[Start of Attachment]
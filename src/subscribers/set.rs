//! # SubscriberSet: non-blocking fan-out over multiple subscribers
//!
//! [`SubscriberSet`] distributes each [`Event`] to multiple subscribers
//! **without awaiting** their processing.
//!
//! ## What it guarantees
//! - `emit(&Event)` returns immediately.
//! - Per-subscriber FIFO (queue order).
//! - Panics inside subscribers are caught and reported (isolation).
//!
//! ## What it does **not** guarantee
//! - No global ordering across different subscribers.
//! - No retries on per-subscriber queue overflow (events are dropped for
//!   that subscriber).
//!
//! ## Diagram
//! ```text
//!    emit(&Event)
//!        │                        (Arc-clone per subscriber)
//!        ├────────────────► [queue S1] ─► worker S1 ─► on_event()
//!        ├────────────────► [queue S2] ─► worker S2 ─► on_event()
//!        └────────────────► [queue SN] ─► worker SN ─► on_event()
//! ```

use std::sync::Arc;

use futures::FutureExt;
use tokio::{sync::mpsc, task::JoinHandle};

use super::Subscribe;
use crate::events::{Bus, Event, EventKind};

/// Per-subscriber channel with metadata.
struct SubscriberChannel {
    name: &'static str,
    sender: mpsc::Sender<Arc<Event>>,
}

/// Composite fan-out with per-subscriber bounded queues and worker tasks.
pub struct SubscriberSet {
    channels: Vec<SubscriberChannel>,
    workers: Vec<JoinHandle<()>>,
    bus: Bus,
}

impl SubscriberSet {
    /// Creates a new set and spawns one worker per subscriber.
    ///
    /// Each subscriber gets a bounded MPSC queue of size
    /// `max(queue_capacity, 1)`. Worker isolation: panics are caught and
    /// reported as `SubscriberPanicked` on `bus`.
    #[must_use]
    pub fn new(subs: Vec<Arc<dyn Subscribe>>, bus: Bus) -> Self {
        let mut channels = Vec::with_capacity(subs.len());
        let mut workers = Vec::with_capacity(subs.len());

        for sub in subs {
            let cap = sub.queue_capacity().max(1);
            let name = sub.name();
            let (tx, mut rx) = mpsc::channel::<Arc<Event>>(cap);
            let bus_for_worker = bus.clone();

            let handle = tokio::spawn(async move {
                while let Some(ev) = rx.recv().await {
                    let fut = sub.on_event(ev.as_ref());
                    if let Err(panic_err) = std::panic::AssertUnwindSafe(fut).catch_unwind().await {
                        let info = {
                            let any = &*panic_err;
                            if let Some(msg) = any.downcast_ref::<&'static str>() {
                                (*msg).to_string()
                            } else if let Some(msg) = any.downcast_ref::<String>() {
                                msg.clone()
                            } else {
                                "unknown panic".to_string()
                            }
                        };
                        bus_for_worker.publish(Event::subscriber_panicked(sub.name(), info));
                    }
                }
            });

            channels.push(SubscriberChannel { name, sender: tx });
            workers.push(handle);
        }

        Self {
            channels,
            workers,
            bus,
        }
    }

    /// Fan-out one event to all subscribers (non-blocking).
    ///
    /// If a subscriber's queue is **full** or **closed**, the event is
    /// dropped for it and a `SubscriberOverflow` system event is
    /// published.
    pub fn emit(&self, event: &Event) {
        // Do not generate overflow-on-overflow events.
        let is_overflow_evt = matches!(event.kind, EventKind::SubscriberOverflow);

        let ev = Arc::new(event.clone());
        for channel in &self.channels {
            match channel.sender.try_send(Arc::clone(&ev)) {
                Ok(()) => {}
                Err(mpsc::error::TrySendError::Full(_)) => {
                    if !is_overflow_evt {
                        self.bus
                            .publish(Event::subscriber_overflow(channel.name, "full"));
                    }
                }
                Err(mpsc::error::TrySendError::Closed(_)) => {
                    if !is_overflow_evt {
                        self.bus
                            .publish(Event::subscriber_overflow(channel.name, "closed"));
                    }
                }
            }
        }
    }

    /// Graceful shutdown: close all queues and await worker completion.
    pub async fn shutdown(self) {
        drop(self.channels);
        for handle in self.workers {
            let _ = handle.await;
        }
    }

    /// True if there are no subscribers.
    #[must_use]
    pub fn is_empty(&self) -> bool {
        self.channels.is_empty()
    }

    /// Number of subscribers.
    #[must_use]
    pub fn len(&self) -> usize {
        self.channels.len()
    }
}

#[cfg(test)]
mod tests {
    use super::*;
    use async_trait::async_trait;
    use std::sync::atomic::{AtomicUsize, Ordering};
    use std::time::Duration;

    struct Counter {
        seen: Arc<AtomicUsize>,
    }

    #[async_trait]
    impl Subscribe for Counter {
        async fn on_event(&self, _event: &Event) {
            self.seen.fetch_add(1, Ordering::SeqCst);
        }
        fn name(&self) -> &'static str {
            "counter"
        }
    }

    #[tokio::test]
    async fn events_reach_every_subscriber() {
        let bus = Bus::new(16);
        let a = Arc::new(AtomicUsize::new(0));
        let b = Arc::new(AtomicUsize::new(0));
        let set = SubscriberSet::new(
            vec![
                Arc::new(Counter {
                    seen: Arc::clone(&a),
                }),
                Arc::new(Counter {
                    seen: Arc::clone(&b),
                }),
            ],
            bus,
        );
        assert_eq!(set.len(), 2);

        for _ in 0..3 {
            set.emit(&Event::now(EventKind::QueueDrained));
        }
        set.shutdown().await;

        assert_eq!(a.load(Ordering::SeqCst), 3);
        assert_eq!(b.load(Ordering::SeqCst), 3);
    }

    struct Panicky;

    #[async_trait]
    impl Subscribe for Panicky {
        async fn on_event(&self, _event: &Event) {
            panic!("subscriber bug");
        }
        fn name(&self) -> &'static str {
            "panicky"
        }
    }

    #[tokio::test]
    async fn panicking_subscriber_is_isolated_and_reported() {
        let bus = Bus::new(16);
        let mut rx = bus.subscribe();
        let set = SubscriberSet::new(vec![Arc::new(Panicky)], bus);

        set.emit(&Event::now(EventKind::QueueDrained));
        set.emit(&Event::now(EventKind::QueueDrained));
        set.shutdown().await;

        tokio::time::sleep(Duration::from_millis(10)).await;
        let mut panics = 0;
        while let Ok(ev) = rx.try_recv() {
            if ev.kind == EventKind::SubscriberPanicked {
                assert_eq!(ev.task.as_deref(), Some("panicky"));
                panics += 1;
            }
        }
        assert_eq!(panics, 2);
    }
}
[End of Attachment]
[Start of Attachment]
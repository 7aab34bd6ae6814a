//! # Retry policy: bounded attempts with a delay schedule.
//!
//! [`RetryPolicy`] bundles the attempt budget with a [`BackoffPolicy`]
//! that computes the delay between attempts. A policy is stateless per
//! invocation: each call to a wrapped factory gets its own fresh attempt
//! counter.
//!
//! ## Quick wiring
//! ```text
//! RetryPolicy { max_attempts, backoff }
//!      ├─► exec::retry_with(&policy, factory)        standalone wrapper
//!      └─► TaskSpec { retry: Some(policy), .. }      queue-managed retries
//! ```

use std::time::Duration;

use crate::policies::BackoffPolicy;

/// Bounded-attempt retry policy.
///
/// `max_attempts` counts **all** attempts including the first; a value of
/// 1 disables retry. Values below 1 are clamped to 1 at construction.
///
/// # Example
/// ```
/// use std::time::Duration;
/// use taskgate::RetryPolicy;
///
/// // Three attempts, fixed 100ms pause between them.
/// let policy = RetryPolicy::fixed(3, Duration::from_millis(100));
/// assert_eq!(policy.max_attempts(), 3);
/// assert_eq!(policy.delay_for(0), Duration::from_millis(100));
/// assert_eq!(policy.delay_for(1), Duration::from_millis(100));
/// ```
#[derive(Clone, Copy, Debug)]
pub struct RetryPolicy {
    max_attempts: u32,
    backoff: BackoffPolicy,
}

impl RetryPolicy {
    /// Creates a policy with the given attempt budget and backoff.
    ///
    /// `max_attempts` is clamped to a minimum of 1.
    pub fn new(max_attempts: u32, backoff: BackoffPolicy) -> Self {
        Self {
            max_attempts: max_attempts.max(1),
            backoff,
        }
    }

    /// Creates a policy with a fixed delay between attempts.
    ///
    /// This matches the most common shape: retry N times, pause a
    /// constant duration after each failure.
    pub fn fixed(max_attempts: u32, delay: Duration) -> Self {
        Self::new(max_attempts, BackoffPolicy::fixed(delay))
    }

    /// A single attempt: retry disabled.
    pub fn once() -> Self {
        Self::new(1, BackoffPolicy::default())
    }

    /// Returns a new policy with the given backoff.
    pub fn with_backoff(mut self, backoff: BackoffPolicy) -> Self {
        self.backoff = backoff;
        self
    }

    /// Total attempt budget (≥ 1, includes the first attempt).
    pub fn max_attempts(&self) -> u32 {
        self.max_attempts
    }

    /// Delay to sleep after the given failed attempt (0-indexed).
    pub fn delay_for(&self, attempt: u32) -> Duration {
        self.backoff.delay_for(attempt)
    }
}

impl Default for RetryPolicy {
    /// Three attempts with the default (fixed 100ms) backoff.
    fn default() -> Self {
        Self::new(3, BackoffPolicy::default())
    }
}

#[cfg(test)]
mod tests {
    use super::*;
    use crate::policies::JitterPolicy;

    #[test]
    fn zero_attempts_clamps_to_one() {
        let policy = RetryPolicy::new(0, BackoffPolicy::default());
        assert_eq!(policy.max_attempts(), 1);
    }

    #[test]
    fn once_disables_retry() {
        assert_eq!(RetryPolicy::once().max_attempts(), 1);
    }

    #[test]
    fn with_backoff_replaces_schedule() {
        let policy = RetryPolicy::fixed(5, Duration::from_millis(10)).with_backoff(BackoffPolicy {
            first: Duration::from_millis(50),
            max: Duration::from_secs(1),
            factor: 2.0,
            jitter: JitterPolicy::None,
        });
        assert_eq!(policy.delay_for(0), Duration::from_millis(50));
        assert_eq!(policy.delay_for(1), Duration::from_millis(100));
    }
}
[End of Attachment]
*PROBLEM STATEMENT:* With no other words, state how many lines above hold the word "load".

*THE ANSWER:* 2